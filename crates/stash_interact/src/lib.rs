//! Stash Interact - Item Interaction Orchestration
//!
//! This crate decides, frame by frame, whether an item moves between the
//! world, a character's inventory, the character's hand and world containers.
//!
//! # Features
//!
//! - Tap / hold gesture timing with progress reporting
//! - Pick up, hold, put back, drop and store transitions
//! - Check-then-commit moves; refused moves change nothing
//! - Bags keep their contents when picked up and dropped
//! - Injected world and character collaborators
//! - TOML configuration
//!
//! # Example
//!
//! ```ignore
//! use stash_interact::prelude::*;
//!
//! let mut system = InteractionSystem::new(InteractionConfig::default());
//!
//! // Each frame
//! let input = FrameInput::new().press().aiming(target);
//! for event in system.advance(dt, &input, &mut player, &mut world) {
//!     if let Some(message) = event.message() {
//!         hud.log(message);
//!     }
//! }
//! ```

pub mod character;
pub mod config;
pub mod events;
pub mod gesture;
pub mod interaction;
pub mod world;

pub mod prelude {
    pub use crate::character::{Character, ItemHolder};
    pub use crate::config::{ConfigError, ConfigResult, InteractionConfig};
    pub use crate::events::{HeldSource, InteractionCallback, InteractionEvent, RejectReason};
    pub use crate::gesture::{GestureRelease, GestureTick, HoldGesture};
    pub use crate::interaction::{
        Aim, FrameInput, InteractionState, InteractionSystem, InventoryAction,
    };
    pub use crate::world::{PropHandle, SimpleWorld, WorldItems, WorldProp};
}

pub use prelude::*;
※
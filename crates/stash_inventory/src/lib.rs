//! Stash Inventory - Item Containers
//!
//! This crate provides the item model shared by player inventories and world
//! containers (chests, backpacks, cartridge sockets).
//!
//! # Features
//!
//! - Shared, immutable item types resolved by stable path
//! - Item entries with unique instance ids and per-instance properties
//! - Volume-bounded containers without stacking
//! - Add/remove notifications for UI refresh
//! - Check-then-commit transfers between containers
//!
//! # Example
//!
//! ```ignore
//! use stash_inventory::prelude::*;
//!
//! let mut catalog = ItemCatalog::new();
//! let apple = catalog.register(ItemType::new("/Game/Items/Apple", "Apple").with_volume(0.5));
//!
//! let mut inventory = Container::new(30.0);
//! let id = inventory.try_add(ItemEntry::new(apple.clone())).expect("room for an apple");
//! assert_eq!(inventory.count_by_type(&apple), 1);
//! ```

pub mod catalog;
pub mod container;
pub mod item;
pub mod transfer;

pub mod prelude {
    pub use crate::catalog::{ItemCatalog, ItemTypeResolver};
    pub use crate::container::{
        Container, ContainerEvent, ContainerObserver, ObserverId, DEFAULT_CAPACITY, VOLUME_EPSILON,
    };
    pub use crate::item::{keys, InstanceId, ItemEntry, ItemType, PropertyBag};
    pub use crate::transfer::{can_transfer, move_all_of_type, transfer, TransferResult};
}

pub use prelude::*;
※
• [WHAT YOU ARE ASKED TO DO]:
Print, without alteration, only the lines above between the one holding "filename crates/stash_interact/src/lib.rs" and the one holding "pub mod events;", inclusive.

• [REPLY TO THE EXERCISE]:
filename crates/stash_interact/src/lib.rs
//! Stash Interact - Item Interaction Orchestration
//!
//! This crate decides, frame by frame, whether an item moves between the
//! world, a character's inventory, the character's hand and world containers.
//!
//! # Features
//!
//! - Tap / hold gesture timing with progress reporting
//! - Pick up, hold, put back, drop and store transitions
//! - Check-then-commit moves; refused moves change nothing
//! - Bags keep their contents when picked up and dropped
//! - Injected world and character collaborators
//! - TOML configuration
//!
//! # Example
//!
//! ```ignore
//! use stash_interact::prelude::*;
//!
//! let mut system = InteractionSystem::new(InteractionConfig::default());
//!
//! // Each frame
//! let input = FrameInput::new().press().aiming(target);
//! for event in system.advance(dt, &input, &mut player, &mut world) {
//!     if let Some(message) = event.message() {
//!         hud.log(message);
//!     }
//! }
//! ```

pub mod character;
pub mod config;
pub mod events;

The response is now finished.